Assignment: Wherever a line in the records contains the word "Could", return that line.

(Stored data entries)
Start of Block

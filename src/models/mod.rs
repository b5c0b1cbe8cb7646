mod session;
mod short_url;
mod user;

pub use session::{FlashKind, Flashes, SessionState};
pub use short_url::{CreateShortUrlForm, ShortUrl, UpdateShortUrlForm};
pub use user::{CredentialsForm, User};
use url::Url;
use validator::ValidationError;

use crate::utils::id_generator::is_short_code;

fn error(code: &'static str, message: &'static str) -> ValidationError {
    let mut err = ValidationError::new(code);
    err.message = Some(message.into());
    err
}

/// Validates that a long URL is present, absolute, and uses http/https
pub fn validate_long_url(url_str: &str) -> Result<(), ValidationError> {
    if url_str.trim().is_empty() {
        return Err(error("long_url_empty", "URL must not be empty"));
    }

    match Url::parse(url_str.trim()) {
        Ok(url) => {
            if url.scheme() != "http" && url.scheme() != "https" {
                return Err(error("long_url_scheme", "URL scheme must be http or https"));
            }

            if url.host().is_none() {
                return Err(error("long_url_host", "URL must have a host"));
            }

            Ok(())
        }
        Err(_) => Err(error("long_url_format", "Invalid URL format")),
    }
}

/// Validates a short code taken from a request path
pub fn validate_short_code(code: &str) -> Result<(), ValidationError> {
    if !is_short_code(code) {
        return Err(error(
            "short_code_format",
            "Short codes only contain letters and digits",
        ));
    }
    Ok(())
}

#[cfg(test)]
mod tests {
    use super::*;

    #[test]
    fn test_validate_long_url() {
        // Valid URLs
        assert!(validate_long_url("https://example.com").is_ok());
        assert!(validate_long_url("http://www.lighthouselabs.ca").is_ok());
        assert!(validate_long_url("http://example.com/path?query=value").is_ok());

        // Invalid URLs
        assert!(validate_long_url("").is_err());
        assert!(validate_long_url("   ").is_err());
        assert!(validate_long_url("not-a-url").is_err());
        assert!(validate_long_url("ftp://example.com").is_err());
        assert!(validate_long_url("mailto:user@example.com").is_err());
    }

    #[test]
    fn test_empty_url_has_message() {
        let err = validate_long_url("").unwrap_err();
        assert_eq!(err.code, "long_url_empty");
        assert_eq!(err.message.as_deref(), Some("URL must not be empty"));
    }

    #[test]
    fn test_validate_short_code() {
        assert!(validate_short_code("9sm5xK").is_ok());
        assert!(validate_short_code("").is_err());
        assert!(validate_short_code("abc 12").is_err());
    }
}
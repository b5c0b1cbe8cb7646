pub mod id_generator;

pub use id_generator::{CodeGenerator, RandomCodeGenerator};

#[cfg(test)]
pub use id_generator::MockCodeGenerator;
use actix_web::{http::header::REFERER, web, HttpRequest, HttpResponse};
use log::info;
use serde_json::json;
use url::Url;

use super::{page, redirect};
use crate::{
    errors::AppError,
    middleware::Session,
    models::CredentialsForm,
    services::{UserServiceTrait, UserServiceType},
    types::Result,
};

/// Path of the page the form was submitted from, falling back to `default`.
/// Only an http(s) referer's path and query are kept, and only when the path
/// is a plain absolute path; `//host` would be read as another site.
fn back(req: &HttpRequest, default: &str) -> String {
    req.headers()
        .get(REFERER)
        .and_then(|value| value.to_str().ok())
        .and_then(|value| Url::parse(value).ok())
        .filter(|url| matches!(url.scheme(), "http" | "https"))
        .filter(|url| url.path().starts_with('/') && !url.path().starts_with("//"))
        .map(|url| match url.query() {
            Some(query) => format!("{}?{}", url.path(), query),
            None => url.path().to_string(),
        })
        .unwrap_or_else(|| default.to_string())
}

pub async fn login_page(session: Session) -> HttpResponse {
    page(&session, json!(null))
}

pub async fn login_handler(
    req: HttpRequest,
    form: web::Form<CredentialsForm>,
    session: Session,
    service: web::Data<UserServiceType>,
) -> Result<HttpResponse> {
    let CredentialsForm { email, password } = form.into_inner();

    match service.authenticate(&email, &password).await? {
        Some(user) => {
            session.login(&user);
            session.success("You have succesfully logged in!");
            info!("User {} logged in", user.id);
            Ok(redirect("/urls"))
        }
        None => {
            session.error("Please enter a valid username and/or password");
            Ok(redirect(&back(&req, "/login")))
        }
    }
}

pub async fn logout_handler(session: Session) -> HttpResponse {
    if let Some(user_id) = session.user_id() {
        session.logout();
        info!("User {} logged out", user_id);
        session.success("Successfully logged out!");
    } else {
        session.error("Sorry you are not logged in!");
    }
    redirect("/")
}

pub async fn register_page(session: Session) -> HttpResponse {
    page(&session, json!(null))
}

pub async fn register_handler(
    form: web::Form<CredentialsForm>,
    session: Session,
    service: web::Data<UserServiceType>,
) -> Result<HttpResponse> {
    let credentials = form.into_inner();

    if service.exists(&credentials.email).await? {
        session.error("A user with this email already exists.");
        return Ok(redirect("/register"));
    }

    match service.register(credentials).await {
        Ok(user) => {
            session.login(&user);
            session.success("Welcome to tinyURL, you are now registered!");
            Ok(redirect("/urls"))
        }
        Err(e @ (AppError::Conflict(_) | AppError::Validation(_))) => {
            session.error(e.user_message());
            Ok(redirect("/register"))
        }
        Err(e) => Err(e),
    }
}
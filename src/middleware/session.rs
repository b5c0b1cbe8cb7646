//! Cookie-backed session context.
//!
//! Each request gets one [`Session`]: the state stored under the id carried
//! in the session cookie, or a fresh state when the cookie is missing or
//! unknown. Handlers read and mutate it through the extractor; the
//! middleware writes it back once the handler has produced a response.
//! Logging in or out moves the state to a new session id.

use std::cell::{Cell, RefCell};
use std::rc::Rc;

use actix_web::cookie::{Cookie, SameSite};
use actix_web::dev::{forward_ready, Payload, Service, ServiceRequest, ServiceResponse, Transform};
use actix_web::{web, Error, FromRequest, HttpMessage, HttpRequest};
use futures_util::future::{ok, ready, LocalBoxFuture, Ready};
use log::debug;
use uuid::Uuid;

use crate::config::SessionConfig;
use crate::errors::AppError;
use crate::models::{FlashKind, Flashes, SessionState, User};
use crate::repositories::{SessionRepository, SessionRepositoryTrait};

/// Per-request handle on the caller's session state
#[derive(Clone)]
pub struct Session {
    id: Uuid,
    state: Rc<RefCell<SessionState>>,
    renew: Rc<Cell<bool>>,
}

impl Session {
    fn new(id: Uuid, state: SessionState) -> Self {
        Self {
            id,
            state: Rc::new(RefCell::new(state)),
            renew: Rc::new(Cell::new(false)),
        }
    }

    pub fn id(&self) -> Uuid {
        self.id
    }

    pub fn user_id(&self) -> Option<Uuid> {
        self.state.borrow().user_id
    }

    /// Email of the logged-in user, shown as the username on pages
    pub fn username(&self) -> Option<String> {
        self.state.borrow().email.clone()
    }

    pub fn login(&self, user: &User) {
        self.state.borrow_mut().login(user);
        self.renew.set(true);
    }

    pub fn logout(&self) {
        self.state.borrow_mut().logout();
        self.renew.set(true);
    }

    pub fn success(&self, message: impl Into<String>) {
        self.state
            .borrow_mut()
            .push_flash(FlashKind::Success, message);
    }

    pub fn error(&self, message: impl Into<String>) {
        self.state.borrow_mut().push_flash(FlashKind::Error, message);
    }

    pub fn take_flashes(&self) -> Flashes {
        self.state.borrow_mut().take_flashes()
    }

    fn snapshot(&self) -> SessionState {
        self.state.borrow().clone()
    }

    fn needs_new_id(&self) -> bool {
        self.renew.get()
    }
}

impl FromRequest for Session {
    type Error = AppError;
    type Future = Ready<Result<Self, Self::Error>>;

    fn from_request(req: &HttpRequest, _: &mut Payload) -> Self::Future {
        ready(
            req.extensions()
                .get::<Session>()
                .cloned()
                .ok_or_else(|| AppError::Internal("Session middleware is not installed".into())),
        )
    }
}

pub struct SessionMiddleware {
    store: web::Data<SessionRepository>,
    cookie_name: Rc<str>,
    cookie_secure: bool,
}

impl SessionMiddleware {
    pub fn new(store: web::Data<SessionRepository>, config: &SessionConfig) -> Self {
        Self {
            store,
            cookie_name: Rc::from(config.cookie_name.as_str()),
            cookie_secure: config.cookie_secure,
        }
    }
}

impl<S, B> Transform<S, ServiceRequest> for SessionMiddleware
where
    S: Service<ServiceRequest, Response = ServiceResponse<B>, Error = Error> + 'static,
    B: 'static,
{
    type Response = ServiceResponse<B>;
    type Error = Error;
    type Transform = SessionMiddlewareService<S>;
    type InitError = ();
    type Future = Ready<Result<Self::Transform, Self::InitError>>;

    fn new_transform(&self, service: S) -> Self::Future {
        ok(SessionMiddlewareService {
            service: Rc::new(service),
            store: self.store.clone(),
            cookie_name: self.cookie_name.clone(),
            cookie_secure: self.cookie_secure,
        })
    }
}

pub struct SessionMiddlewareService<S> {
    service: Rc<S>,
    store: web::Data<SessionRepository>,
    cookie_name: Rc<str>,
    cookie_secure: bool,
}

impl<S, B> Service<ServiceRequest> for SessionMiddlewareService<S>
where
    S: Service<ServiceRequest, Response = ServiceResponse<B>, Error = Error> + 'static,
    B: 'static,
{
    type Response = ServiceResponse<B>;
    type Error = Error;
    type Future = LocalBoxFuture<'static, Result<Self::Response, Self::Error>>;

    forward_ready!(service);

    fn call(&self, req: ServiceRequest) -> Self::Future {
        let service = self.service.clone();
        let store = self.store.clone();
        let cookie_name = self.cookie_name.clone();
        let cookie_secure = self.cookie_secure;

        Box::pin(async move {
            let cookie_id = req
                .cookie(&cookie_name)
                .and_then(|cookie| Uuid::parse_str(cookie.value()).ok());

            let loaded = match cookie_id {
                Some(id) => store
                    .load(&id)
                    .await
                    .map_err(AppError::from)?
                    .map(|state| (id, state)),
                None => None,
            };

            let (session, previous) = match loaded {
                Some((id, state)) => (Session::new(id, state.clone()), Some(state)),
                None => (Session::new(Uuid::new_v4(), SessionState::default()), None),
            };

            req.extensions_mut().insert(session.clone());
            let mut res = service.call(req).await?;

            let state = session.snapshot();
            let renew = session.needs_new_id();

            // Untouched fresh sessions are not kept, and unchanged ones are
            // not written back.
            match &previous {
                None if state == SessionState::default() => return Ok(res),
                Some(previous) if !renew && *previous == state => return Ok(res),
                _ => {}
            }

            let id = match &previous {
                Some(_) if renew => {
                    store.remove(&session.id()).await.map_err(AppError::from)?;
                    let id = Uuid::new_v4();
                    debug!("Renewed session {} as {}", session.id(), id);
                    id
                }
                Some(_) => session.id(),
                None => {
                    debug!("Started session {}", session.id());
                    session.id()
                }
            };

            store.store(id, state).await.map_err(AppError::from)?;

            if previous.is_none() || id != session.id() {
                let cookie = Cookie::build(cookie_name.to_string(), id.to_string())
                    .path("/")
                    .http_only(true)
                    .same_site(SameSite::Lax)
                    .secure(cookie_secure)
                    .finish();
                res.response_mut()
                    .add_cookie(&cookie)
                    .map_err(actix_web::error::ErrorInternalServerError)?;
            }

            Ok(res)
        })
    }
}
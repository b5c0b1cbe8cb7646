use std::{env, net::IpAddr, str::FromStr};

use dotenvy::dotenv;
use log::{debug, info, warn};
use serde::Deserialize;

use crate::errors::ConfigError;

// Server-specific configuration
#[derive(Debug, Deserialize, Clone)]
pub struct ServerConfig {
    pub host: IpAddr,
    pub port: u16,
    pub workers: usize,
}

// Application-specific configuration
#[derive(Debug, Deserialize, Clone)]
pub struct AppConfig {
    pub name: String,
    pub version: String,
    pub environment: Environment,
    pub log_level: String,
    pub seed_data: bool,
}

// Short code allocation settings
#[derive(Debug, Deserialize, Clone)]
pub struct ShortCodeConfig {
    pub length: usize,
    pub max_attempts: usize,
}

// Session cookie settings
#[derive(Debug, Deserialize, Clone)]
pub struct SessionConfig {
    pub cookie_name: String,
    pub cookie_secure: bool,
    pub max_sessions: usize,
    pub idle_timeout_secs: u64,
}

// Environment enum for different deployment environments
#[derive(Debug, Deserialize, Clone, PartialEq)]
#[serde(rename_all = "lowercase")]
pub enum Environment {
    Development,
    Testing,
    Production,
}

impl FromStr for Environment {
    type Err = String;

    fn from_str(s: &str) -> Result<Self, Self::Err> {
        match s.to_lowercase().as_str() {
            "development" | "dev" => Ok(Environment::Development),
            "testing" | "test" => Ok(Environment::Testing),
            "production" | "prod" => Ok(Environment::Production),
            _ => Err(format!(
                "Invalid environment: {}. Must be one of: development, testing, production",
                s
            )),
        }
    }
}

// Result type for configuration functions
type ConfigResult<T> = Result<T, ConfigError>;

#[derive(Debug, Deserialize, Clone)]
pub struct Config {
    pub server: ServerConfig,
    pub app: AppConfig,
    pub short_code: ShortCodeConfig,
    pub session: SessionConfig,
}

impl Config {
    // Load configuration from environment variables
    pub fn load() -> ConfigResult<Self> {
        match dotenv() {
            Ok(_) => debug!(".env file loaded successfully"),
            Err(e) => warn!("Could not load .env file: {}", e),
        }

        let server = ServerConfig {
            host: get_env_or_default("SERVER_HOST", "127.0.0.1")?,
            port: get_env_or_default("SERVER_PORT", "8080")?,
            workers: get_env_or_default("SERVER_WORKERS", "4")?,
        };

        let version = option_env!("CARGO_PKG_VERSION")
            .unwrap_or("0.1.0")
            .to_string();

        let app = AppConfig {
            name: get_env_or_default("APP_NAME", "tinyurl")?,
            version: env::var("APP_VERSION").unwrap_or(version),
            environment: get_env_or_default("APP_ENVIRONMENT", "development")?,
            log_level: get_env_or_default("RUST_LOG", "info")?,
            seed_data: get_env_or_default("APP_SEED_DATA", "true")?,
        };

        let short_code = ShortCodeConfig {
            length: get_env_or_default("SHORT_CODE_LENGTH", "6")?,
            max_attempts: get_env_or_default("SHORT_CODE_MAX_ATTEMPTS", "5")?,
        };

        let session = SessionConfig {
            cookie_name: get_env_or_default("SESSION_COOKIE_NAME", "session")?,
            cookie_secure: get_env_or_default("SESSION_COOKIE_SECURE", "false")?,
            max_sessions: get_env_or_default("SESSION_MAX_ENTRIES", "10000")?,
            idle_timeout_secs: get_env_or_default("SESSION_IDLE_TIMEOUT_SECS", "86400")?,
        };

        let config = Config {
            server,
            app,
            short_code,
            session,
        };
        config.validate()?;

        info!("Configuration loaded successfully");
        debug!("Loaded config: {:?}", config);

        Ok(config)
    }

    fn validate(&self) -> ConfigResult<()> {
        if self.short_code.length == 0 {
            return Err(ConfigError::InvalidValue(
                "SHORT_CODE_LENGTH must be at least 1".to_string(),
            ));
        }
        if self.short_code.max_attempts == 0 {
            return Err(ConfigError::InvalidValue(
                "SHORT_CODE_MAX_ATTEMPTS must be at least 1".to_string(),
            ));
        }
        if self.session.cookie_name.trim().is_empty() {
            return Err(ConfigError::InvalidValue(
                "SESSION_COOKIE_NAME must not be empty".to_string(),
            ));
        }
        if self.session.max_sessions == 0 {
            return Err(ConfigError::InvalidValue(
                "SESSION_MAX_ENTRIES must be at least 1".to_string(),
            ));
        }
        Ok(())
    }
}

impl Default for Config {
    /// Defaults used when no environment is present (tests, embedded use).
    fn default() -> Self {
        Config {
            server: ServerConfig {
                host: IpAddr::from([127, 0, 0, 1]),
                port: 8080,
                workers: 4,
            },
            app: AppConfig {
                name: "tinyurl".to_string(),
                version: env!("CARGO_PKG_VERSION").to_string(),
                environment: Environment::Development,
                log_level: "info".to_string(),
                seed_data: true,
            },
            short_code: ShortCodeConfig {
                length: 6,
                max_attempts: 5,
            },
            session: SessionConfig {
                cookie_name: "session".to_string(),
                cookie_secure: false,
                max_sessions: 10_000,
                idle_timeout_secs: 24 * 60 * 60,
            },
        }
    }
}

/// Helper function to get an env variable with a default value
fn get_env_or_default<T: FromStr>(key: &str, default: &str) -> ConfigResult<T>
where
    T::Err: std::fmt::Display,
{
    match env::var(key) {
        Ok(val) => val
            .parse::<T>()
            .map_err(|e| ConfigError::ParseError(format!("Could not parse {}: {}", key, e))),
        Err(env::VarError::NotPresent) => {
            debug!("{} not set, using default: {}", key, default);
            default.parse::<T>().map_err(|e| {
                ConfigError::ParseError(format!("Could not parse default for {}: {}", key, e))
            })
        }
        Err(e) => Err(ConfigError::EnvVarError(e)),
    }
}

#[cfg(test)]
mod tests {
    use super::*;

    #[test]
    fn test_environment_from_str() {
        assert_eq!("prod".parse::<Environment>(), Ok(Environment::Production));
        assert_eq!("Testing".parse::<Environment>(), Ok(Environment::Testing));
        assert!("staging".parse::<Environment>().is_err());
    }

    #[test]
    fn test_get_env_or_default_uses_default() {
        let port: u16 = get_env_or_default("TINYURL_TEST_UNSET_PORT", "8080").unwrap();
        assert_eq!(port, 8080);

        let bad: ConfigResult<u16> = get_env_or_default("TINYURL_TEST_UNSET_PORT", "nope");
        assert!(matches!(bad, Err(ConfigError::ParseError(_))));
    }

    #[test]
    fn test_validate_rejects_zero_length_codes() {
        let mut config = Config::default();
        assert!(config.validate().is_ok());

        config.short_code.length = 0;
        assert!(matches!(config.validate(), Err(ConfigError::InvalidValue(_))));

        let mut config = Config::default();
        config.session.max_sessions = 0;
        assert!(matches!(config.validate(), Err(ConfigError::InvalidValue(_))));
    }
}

End of Block

Task response:
            Err(e) => warn!("Could not load .env file: {}", e),
            .map_err(|e| ConfigError::ParseError(format!("Could not parse {}: {}", key, e))),
                ConfigError::ParseError(format!("Could not parse default for {}: {}", key, e))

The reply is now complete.